Neuromorphic Computing Architectures for Enhanced Signal Processing in Autonomous Systems

摘要

Innovative computing techniques that strike a balance between speed, efficiency, and adaptability are required due to the growing complexity of signal processing in autonomous systems. Neuromorphic computing, which draws inspiration from the structure of the human brain, offers a workable method for enhancing signal processing in real-time analysis and decision-making devices, including robotic systems, drones, and driverless cars. The integration of neuromorphic architectures for sophisticated signal processing in robotic systems, drones, and autonomous cars is examined in this research. The application of event-driven processing and spiking neural networks (SNNs) for real-time analysis and decision-making is the main emphasis of the research. The approach involves developing a scalable neuromorphic framework that makes use of cutting-edge hardware, including neuromorphic chips, and evaluating its reaction time, energy efficiency, and processing speed in comparison to traditional von Neumann architectures.
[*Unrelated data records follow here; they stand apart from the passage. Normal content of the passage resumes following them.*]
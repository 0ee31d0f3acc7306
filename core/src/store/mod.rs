// Storage plumbing shared by the settings repository and the identity store

pub mod backend;

pub use backend::{MemoryStorage, SledStorage, StorageBackend};
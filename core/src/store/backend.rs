// Storage abstraction for service-side persistence
//
// The settings repository and the identity store both sit on this trait so
// tests can run against MemoryStorage while the running service uses sled.
// The preferences written here are the node's cross-process surface: each key
// is one atomic write, visible to any reader of the same backing file.

use std::collections::HashMap;
use std::sync::{Arc, RwLock};

/// Unified key-value storage trait for service-side persistence
pub trait StorageBackend: Send + Sync {
    fn put(&self, key: &[u8], value: &[u8]) -> Result<(), String>;
    fn get(&self, key: &[u8]) -> Result<Option<Vec<u8>>, String>;
    fn remove(&self, key: &[u8]) -> Result<(), String>;
    fn flush(&self) -> Result<(), String>;
}

/// In-memory storage useful for testing and ephemeral nodes
#[derive(Clone)]
pub struct MemoryStorage {
    data: Arc<RwLock<HashMap<Vec<u8>, Vec<u8>>>>,
}

impl MemoryStorage {
    pub fn new() -> Self {
        Self {
            data: Arc::new(RwLock::new(HashMap::new())),
        }
    }
}

impl Default for MemoryStorage {
    fn default() -> Self {
        Self::new()
    }
}

impl StorageBackend for MemoryStorage {
    fn put(&self, key: &[u8], value: &[u8]) -> Result<(), String> {
        self.data
            .write()
            .unwrap()
            .insert(key.to_vec(), value.to_vec());
        Ok(())
    }

    fn get(&self, key: &[u8]) -> Result<Option<Vec<u8>>, String> {
        Ok(self.data.read().unwrap().get(key).cloned())
    }

    fn remove(&self, key: &[u8]) -> Result<(), String> {
        self.data.write().unwrap().remove(key);
        Ok(())
    }

    fn flush(&self) -> Result<(), String> {
        Ok(())
    }
}

pub struct SledStorage {
    db: sled::Db,
}

impl SledStorage {
    pub fn new(path: &str) -> std::result::Result<Self, String> {
        let db = sled::open(path).map_err(|e| e.to_string())?;
        Ok(Self { db })
    }
}

impl StorageBackend for SledStorage {
    fn put(&self, key: &[u8], value: &[u8]) -> Result<(), String> {
        self.db.insert(key, value).map_err(|e| e.to_string())?;
        Ok(())
    }

    fn get(&self, key: &[u8]) -> Result<Option<Vec<u8>>, String> {
        let value = self.db.get(key).map_err(|e| e.to_string())?;
        Ok(value.map(|ivec| ivec.to_vec()))
    }

    fn remove(&self, key: &[u8]) -> Result<(), String> {
        self.db.remove(key).map_err(|e| e.to_string())?;
        Ok(())
    }

    fn flush(&self) -> Result<(), String> {
        self.db.flush().map_err(|e| e.to_string())?;
        Ok(())
    }
}

#[cfg(test)]
mod tests {
    use super::*;

    #[test]
    fn test_memory_storage_roundtrip() {
        let storage = MemoryStorage::new();

        storage.put(b"key", b"value").unwrap();
        assert_eq!(storage.get(b"key").unwrap(), Some(b"value".to_vec()));

        storage.remove(b"key").unwrap();
        assert_eq!(storage.get(b"key").unwrap(), None);
    }

    #[test]
    fn test_sled_storage_roundtrip() {
        let dir = tempfile::tempdir().unwrap();
        let path = dir.path().join("kv").to_str().unwrap().to_string();

        let storage = SledStorage::new(&path).unwrap();
        storage.put(b"key", b"value").unwrap();
        storage.flush().unwrap();

        assert_eq!(storage.get(b"key").unwrap(), Some(b"value".to_vec()));
    }

    #[test]
    fn test_sled_storage_persists_across_instances() {
        let dir = tempfile::tempdir().unwrap();
        let path = dir.path().join("kv").to_str().unwrap().to_string();

        {
            let storage = SledStorage::new(&path).unwrap();
            storage.put(b"key", b"value").unwrap();
            storage.flush().unwrap();
        }

        {
            let storage = SledStorage::new(&path).unwrap();
            assert_eq!(storage.get(b"key").unwrap(), Some(b"value".to_vec()));
        }
    }
}
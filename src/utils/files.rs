use crate::error::TeamupResult;
use serde_json::Value;
use std::fs;
use std::io;
use std::path::{Path, PathBuf};
use tracing::debug;

/// Local JSON key-value file store used for incidental caching
///
/// Each entry is one pretty-printed `<name>.json` file under the store's
/// data directory.
pub struct JsonStore {
    dir: PathBuf,
}

impl JsonStore {
    pub fn new(dir: impl Into<PathBuf>) -> Self {
        JsonStore { dir: dir.into() }
    }

    /// Resolve the file path for an entry, not doubling a `.json` suffix
    fn path_for(&self, name: &str) -> PathBuf {
        let name = name.strip_suffix(".json").unwrap_or(name);
        self.dir.join(format!("{name}.json"))
    }

    /// Write an entry, creating the data directory if needed
    pub fn save(&self, name: &str, data: &Value) -> TeamupResult<()> {
        let path = self.path_for(name);
        if let Some(parent) = path.parent() {
            fs::create_dir_all(parent)?;
        }
        fs::write(&path, serde_json::to_string_pretty(data)?)?;
        debug!("saved {}", path.display());
        Ok(())
    }

    /// Read an entry back
    ///
    /// A missing entry is created as an empty object when
    /// `create_if_missing` is set, otherwise the error names the file.
    pub fn open(&self, name: &str, create_if_missing: bool) -> TeamupResult<Value> {
        let path = self.path_for(name);
        match fs::read_to_string(&path) {
            Ok(content) => Ok(serde_json::from_str(&content)?),
            Err(err) if err.kind() == io::ErrorKind::NotFound && create_if_missing => {
                let empty = Value::Object(serde_json::Map::new());
                self.save(name, &empty)?;
                Ok(empty)
            }
            Err(err) => Err(with_path(&path, err).into()),
        }
    }
}

fn with_path(path: &Path, err: io::Error) -> io::Error {
    io::Error::new(err.kind(), format!("{}: {}", path.display(), err))
}
use crate::error::{config_error, env_error, TeamupResult};
use dotenvy::dotenv;
use std::env;

/// Environment variable holding the TeamUp API token
pub const TOKEN_VAR: &str = "TEAMUP_TOKEN";
/// Environment variable holding the bearer token
pub const BEARER_TOKEN_VAR: &str = "TEAMUP_BEARER_TOKEN";

/// Authentication secrets for the TeamUp API
#[derive(Debug, Clone)]
pub struct Config {
    /// Value for the `Teamup-Token` header
    pub api_token: String,
    /// Value for the `Authorization: Bearer` header
    pub bearer_token: String,
}

impl Config {
    /// Build a configuration from explicit secrets, rejecting empty ones
    pub fn new(api_token: impl Into<String>, bearer_token: impl Into<String>) -> TeamupResult<Self> {
        let api_token = api_token.into();
        let bearer_token = bearer_token.into();

        if api_token.is_empty() {
            return Err(config_error("TeamUp API token must not be empty"));
        }
        if bearer_token.is_empty() {
            return Err(config_error("TeamUp bearer token must not be empty"));
        }

        Ok(Config {
            api_token,
            bearer_token,
        })
    }

    /// Load configuration from environment variables
    ///
    /// Fails before any network call is attempted if either secret is
    /// missing, so misconfiguration surfaces at startup.
    pub fn load() -> TeamupResult<Self> {
        // Load .env file if it exists
        dotenv().ok();

        let api_token = env::var(TOKEN_VAR).map_err(|_| env_error(TOKEN_VAR))?;
        let bearer_token = env::var(BEARER_TOKEN_VAR).map_err(|_| env_error(BEARER_TOKEN_VAR))?;

        Config::new(api_token, bearer_token)
    }
}
use crate::config::Config;
use crate::error::{config_error, contract_error, Error, TeamupResult};
use crate::models::{CalendarEvent, EventQuery, RecurringDeletionMode, Subcalendar};
use reqwest::blocking::Client as HttpClient;
use reqwest::header::{HeaderMap, HeaderValue, ACCEPT, AUTHORIZATION};
use reqwest::Method;
use serde::de::DeserializeOwned;
use serde::Serialize;
use serde_json::Value;
use std::time::Duration;
use tracing::debug;

/// TeamUp REST API base URL
const BASE_URL: &str = "https://api.teamup.com/";

/// Fixed timeout bounding every request
const REQUEST_TIMEOUT: Duration = Duration::from_secs(20);

/// Response envelope for the subcalendars endpoint
#[derive(serde::Deserialize)]
struct SubcalendarsEnvelope {
    subcalendars: Vec<Subcalendar>,
}

/// Response envelope for the events endpoint
#[derive(serde::Deserialize)]
struct EventsEnvelope {
    events: Vec<Value>,
}

/// Response envelope for an event deletion
#[derive(serde::Deserialize)]
struct UndoEnvelope {
    undo_id: Value,
}

/// Client for the TeamUp calendar REST API
///
/// Holds the immutable authentication headers and performs one blocking
/// HTTP request per operation. No retries, no local state; a failed call
/// surfaces immediately to the caller.
pub struct CalendarClient {
    http: HttpClient,
    headers: HeaderMap,
    base_url: String,
}

impl CalendarClient {
    /// Create a client talking to the live TeamUp API
    pub fn new(config: &Config) -> TeamupResult<Self> {
        Self::with_base_url(config, BASE_URL)
    }

    /// Create a client against an alternative base URL
    ///
    /// Used to point the client at a local mock server in tests.
    pub fn with_base_url(config: &Config, base_url: impl Into<String>) -> TeamupResult<Self> {
        let mut headers = HeaderMap::new();
        headers.insert(
            "Teamup-Token",
            HeaderValue::from_str(&config.api_token)
                .map_err(|_| config_error("TeamUp API token is not a valid header value"))?,
        );
        headers.insert(ACCEPT, HeaderValue::from_static("application/json"));
        let mut bearer = HeaderValue::from_str(&format!("Bearer {}", config.bearer_token))
            .map_err(|_| config_error("TeamUp bearer token is not a valid header value"))?;
        bearer.set_sensitive(true);
        headers.insert(AUTHORIZATION, bearer);

        let http = HttpClient::builder().timeout(REQUEST_TIMEOUT).build()?;

        let mut base_url = base_url.into();
        if !base_url.ends_with('/') {
            base_url.push('/');
        }

        Ok(CalendarClient {
            http,
            headers,
            base_url,
        })
    }

    /// Single request/response round trip shared by all operations
    fn request<Q>(
        &self,
        method: Method,
        resource: &str,
        query: Option<&Q>,
        body: Option<&Value>,
    ) -> TeamupResult<Value>
    where
        Q: Serialize + ?Sized,
    {
        let url = format!("{}{}", self.base_url, resource);
        debug!("{} {}", method, url);

        let mut request = self
            .http
            .request(method.clone(), &url)
            .headers(self.headers.clone());
        if let Some(query) = query {
            request = request.query(query);
        }
        if let Some(body) = body {
            request = request.json(body);
        }

        let response = request.send()?;
        let status = response.status();
        if !status.is_success() {
            let body = response
                .text()
                .unwrap_or_else(|_| "Could not read error response".to_string());
            return Err(Error::Api {
                method: method.to_string(),
                url,
                status: status.as_u16(),
                body,
            });
        }

        Ok(response.json()?)
    }

    /// General GET request against a resource path
    pub fn get<Q>(&self, resource: &str, query: Option<&Q>) -> TeamupResult<Value>
    where
        Q: Serialize + ?Sized,
    {
        self.request(Method::GET, resource, query, None)
    }

    /// General PUT request against a resource path
    pub fn put<Q>(&self, resource: &str, query: Option<&Q>) -> TeamupResult<Value>
    where
        Q: Serialize + ?Sized,
    {
        self.request(Method::PUT, resource, query, None)
    }

    /// General POST request with a JSON body
    pub fn post(&self, resource: &str, body: &Value) -> TeamupResult<Value> {
        self.request::<()>(Method::POST, resource, None, Some(body))
    }

    /// General DELETE request against a resource path
    pub fn delete<Q>(&self, resource: &str, query: Option<&Q>) -> TeamupResult<Value>
    where
        Q: Serialize + ?Sized,
    {
        self.request(Method::DELETE, resource, query, None)
    }

    /// Fetch a calendar resource
    ///
    /// The identifier is either the calendar secret key (ksXXXXX) or the
    /// numeric calendar id tied to a user account; the caller is
    /// responsible for passing one the API accepts.
    pub fn get_calendar(&self, calendar_key_or_id: &str) -> TeamupResult<Value> {
        self.get::<()>(&format!("calendars/{calendar_key_or_id}"), None)
    }

    /// Fetch the subcalendars of a calendar
    pub fn get_subcalendars(&self, calendar_key_or_id: &str) -> TeamupResult<Vec<Subcalendar>> {
        let response = self.get::<()>(&format!("{calendar_key_or_id}/subcalendars"), None)?;
        let envelope: SubcalendarsEnvelope = parse_envelope(response)?;
        Ok(envelope.subcalendars)
    }

    /// Look up a subcalendar id by exact name
    ///
    /// The first match wins when names are duplicated; no match is a
    /// normal outcome and returns `Ok(None)`.
    pub fn get_subcalendar_by_name(
        &self,
        calendar_key_or_id: &str,
        name: &str,
    ) -> TeamupResult<Option<u64>> {
        let subcalendars = self.get_subcalendars(calendar_key_or_id)?;
        Ok(subcalendars
            .into_iter()
            .find(|subcalendar| subcalendar.name == name)
            .map(|subcalendar| subcalendar.id))
    }

    /// List events, optionally constrained to a date range
    ///
    /// Without a query the API applies its own default range of "today".
    pub fn get_calendar_events(
        &self,
        calendar_key_or_id: &str,
        query: Option<&EventQuery>,
    ) -> TeamupResult<Vec<Value>> {
        let resource = format!("{calendar_key_or_id}/events");
        let response = self.get(&resource, query)?;
        let envelope: EventsEnvelope = parse_envelope(response)?;
        Ok(envelope.events)
    }

    /// Create an event and return the created resource
    pub fn create_calendar_event(
        &self,
        calendar_key_or_id: &str,
        event: &CalendarEvent,
    ) -> TeamupResult<Value> {
        // Validate the request before any network I/O happens.
        if event.subcalendar_ids.is_empty() {
            return Err(contract_error(
                "CalendarEvent requires at least one subcalendar id",
            ));
        }
        if event.title.is_empty() {
            return Err(contract_error("CalendarEvent requires a title"));
        }

        let body = serde_json::to_value(event)?;
        self.post(&format!("{calendar_key_or_id}/events"), &body)
    }

    /// Delete an event and return the undo id the API hands back
    ///
    /// `mode` selects the recurring-deletion scope; omitting it defers to
    /// the remote default of deleting only this occurrence.
    pub fn delete_calendar_event(
        &self,
        calendar_key_or_id: &str,
        event_id: &str,
        mode: Option<RecurringDeletionMode>,
    ) -> TeamupResult<Value> {
        let resource = format!("{calendar_key_or_id}/events/{event_id}");
        let response = match mode {
            Some(mode) => self.delete(&resource, Some(&[("redit", mode.as_str())]))?,
            None => self.delete::<()>(&resource, None)?,
        };
        let envelope: UndoEnvelope = parse_envelope(response)?;
        Ok(envelope.undo_id)
    }
}

/// Extract a typed envelope out of a verbatim response body
fn parse_envelope<T: DeserializeOwned>(response: Value) -> TeamupResult<T> {
    Ok(serde_json::from_value(response)?)
}
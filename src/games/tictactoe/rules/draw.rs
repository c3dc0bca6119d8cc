//! Draw detection logic for tic-tac-toe.

use super::super::{Board, Square};

/// Checks if the board is full (all squares occupied).
///
/// A full board with no winner is a draw.
pub fn is_full(board: &Board) -> bool {
    board.squares().iter().all(|s| *s != Square::Empty)
}
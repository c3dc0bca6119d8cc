//! Command-line interface for strictly_arcade.

use clap::{Parser, Subcommand};
use std::path::PathBuf;

/// Strictly Arcade - mini-game session server
#[derive(Parser, Debug)]
#[command(name = "strictly_arcade")]
#[command(about = "HTTP server for tic-tac-toe, number guess, hangman and rock-paper-scissors")]
#[command(long_about = None)]
#[command(version)]
pub struct Cli {
    /// Subcommand to run
    #[command(subcommand)]
    pub command: Command,
}

/// Available commands
#[derive(Subcommand, Debug)]
pub enum Command {
    /// Run the HTTP game server
    Serve {
        /// Path to a TOML config file (optional; defaults apply if missing)
        #[arg(long, default_value = "arcade.toml")]
        config: PathBuf,

        /// Host to bind to (overrides config and HOST)
        #[arg(long)]
        host: Option<String>,

        /// Port to bind to (overrides config and PORT)
        #[arg(short, long)]
        port: Option<u16>,
    },
}
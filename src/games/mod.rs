//! The four mini-games and the tagged union the registry stores.
//!
//! Every engine works on owned snapshots: a transition consumes the current
//! state and returns the next one, so a rejected action never leaves a
//! half-updated state behind.

pub mod hangman;
pub mod number_guess;
pub mod rps;
pub mod tictactoe;

use crate::GameError;
use hangman::{HangmanConfig, HangmanState};
use number_guess::{NumberGuessConfig, NumberGuessState};
use rand::Rng;
use rps::{RpsConfig, RpsState};
use serde::{Deserialize, Serialize};
use tictactoe::{Mark, TicTacToeConfig, TicTacToeState};
use tracing::instrument;

/// Which game a session plays.
#[derive(
    Debug,
    Clone,
    Copy,
    PartialEq,
    Eq,
    Hash,
    Serialize,
    Deserialize,
    strum::Display,
    strum::EnumString,
    strum::EnumIter,
)]
#[serde(rename_all = "lowercase")]
#[strum(serialize_all = "lowercase")]
pub enum GameKind {
    /// Tic-tac-toe.
    TicTacToe,
    /// Number guess.
    NumberGuess,
    /// Hangman.
    Hangman,
    /// Rock-paper-scissors.
    Rps,
}

impl GameKind {
    /// Display name for game listings.
    pub fn title(self) -> &'static str {
        match self {
            GameKind::TicTacToe => "Tic Tac Toe",
            GameKind::NumberGuess => "Number Guess",
            GameKind::Hangman => "Hangman",
            GameKind::Rps => "Rock Paper Scissors",
        }
    }
}

/// Per-kind creation settings. The variant selects the game.
#[derive(Debug, Clone, Copy, PartialEq, Eq)]
pub enum GameConfig {
    /// Tic-tac-toe settings.
    TicTacToe(TicTacToeConfig),
    /// Number guess settings.
    NumberGuess(NumberGuessConfig),
    /// Hangman settings.
    Hangman(HangmanConfig),
    /// Rock-paper-scissors settings.
    Rps(RpsConfig),
}

impl GameConfig {
    /// The game this configuration creates.
    pub fn kind(&self) -> GameKind {
        match self {
            GameConfig::TicTacToe(_) => GameKind::TicTacToe,
            GameConfig::NumberGuess(_) => GameKind::NumberGuess,
            GameConfig::Hangman(_) => GameKind::Hangman,
            GameConfig::Rps(_) => GameKind::Rps,
        }
    }

    /// Default settings for `kind`.
    pub fn default_for(kind: GameKind) -> Self {
        match kind {
            GameKind::TicTacToe => GameConfig::TicTacToe(TicTacToeConfig::default()),
            GameKind::NumberGuess => GameConfig::NumberGuess(NumberGuessConfig::default()),
            GameKind::Hangman => GameConfig::Hangman(HangmanConfig::default()),
            GameKind::Rps => GameConfig::Rps(RpsConfig::default()),
        }
    }

    /// Parses a JSON creation body for `kind`.
    ///
    /// `null` (no body) yields the defaults.
    ///
    /// # Errors
    ///
    /// Returns [`GameError`] (validation) if the body does not match the
    /// kind's settings.
    pub fn from_json(kind: GameKind, body: serde_json::Value) -> Result<Self, GameError> {
        if body.is_null() {
            return Ok(Self::default_for(kind));
        }
        let invalid = |e: serde_json::Error| GameError::validation(format!("{kind} config: {e}"));
        let config = match kind {
            GameKind::TicTacToe => serde_json::from_value(body).map(GameConfig::TicTacToe),
            GameKind::NumberGuess => serde_json::from_value(body).map(GameConfig::NumberGuess),
            GameKind::Hangman => serde_json::from_value(body).map(GameConfig::Hangman),
            GameKind::Rps => serde_json::from_value(body).map(GameConfig::Rps),
        };
        config.map_err(invalid)
    }
}

/// A state-changing request for a session.
///
/// `reset` applies to every kind and is a separate registry operation.
#[derive(Debug, Clone, PartialEq, Eq)]
pub enum Action {
    /// Place a mark; `player` optionally names the requester's mark.
    TicTacToeMove {
        /// Board index (0-8).
        pos: usize,
        /// Mark the requester plays, if stated.
        player: Option<Mark>,
    },
    /// Take back the last move (or human/AI pair).
    TicTacToeUndo,
    /// Guess the secret.
    NumberGuess {
        /// The guessed number.
        n: i64,
    },
    /// Try a letter.
    HangmanGuess {
        /// Raw letter input.
        letter: String,
    },
    /// Play a round.
    RpsPlay {
        /// Raw throw name.
        throw: String,
    },
}

impl Action {
    /// The game this action belongs to.
    pub fn kind(&self) -> GameKind {
        match self {
            Action::TicTacToeMove { .. } | Action::TicTacToeUndo => GameKind::TicTacToe,
            Action::NumberGuess { .. } => GameKind::NumberGuess,
            Action::HangmanGuess { .. } => GameKind::Hangman,
            Action::RpsPlay { .. } => GameKind::Rps,
        }
    }
}

/// Current state of any game. Serializes as the inner state object.
#[derive(Debug, Clone, PartialEq, Eq, Serialize, derive_more::From)]
#[serde(untagged)]
pub enum GameState {
    /// Tic-tac-toe state.
    TicTacToe(TicTacToeState),
    /// Number guess state.
    NumberGuess(NumberGuessState),
    /// Hangman state.
    Hangman(HangmanState),
    /// Rock-paper-scissors state.
    Rps(RpsState),
}

impl GameState {
    /// Builds the initial state for `config`.
    #[instrument(skip(rng))]
    pub fn create<R: Rng + ?Sized>(config: GameConfig, rng: &mut R) -> Self {
        match config {
            GameConfig::TicTacToe(c) => TicTacToeState::new(c).into(),
            GameConfig::NumberGuess(c) => NumberGuessState::new(c, rng).into(),
            GameConfig::Hangman(c) => HangmanState::new(c, rng).into(),
            GameConfig::Rps(c) => RpsState::new(c).into(),
        }
    }

    /// The game this state belongs to.
    pub fn kind(&self) -> GameKind {
        match self {
            GameState::TicTacToe(_) => GameKind::TicTacToe,
            GameState::NumberGuess(_) => GameKind::NumberGuess,
            GameState::Hangman(_) => GameKind::Hangman,
            GameState::Rps(_) => GameKind::Rps,
        }
    }

    /// The configuration the state was created with.
    pub fn config(&self) -> GameConfig {
        match self {
            GameState::TicTacToe(s) => GameConfig::TicTacToe(s.config()),
            GameState::NumberGuess(s) => GameConfig::NumberGuess(s.config()),
            GameState::Hangman(s) => GameConfig::Hangman(s.config()),
            GameState::Rps(s) => GameConfig::Rps(s.config()),
        }
    }

    /// Routes `action` to the matching engine.
    ///
    /// # Errors
    ///
    /// Returns [`GameError`] (invalid action) if the action belongs to
    /// another kind, or whatever the engine rejects.
    #[instrument(skip(self, rng), fields(kind = %self.kind()))]
    pub fn apply<R: Rng + ?Sized>(self, action: Action, rng: &mut R) -> Result<Self, GameError> {
        match (self, action) {
            (GameState::TicTacToe(s), Action::TicTacToeMove { pos, player }) => {
                Ok(s.play(pos, player, rng)?.into())
            }
            (GameState::TicTacToe(s), Action::TicTacToeUndo) => Ok(s.undo()?.into()),
            (GameState::NumberGuess(s), Action::NumberGuess { n }) => Ok(s.guess(n).into()),
            (GameState::Hangman(s), Action::HangmanGuess { letter }) => {
                Ok(s.guess(&letter)?.into())
            }
            (GameState::Rps(s), Action::RpsPlay { throw }) => Ok(s.play(&throw, rng)?.into()),
            (state, action) => Err(GameError::invalid_action(format!(
                "{} action sent to a {} session",
                action.kind(),
                state.kind()
            ))),
        }
    }

    /// Restarts the game with the same configuration.
    #[instrument(skip(self, rng), fields(kind = %self.kind()))]
    pub fn reset<R: Rng + ?Sized>(self, rng: &mut R) -> Self {
        match self {
            GameState::TicTacToe(s) => s.reset().into(),
            GameState::NumberGuess(s) => s.reset(rng).into(),
            GameState::Hangman(s) => s.reset(rng).into(),
            GameState::Rps(s) => s.reset().into(),
        }
    }
}

#[cfg(test)]
mod tests {
    use super::*;
    use rand::SeedableRng;
    use rand::rngs::StdRng;

    #[test]
    fn test_kind_round_trips_through_path_segment() {
        for (text, kind) in [
            ("tictactoe", GameKind::TicTacToe),
            ("numberguess", GameKind::NumberGuess),
            ("hangman", GameKind::Hangman),
            ("rps", GameKind::Rps),
        ] {
            assert_eq!(text.parse::<GameKind>().unwrap(), kind);
            assert_eq!(kind.to_string(), text);
        }
    }

    #[test]
    fn test_config_from_json_body() {
        let config = GameConfig::from_json(
            GameKind::TicTacToe,
            serde_json::json!({"vsAI": true, "difficulty": "optimal"}),
        )
        .unwrap();
        assert_eq!(
            config,
            GameConfig::TicTacToe(TicTacToeConfig::against_ai(tictactoe::Difficulty::Optimal))
        );
    }

    #[test]
    fn test_config_rejects_unknown_difficulty() {
        let err = GameConfig::from_json(
            GameKind::NumberGuess,
            serde_json::json!({"difficulty": "impossible"}),
        )
        .unwrap_err();
        assert!(matches!(err.kind(), crate::GameErrorKind::Validation(_)));
    }

    #[test]
    fn test_mismatched_action_is_invalid() {
        let mut rng = StdRng::seed_from_u64(1);
        let state = GameState::create(GameConfig::default_for(GameKind::Rps), &mut rng);
        let err = state.apply(Action::NumberGuess { n: 3 }, &mut rng).unwrap_err();
        assert!(matches!(err.kind(), crate::GameErrorKind::InvalidAction(_)));
    }

    #[test]
    fn test_config_survives_reset() {
        let mut rng = StdRng::seed_from_u64(1);
        let config = GameConfig::Rps(RpsConfig::new(7));
        let state = GameState::create(config, &mut rng).reset(&mut rng);
        assert_eq!(state.config(), config);
    }
}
Neuromorphic systems demonstrate their potential for continuous real-time data handling by reducing latency by 30% and improving energy efficiency by up to 50%. The system's resilience in handling intricate environmental signals and adjusting to changing inputs is highlighted by important findings. According to the paper's conclusion, incorporating neuromorphic designs greatly improves autonomous systems' efficiency and real-time processing capabilities, opening the door to more responsive and energy-efficient operations. Improving hardware compatibility and broadening applications across various autonomous technologies are two areas of future research.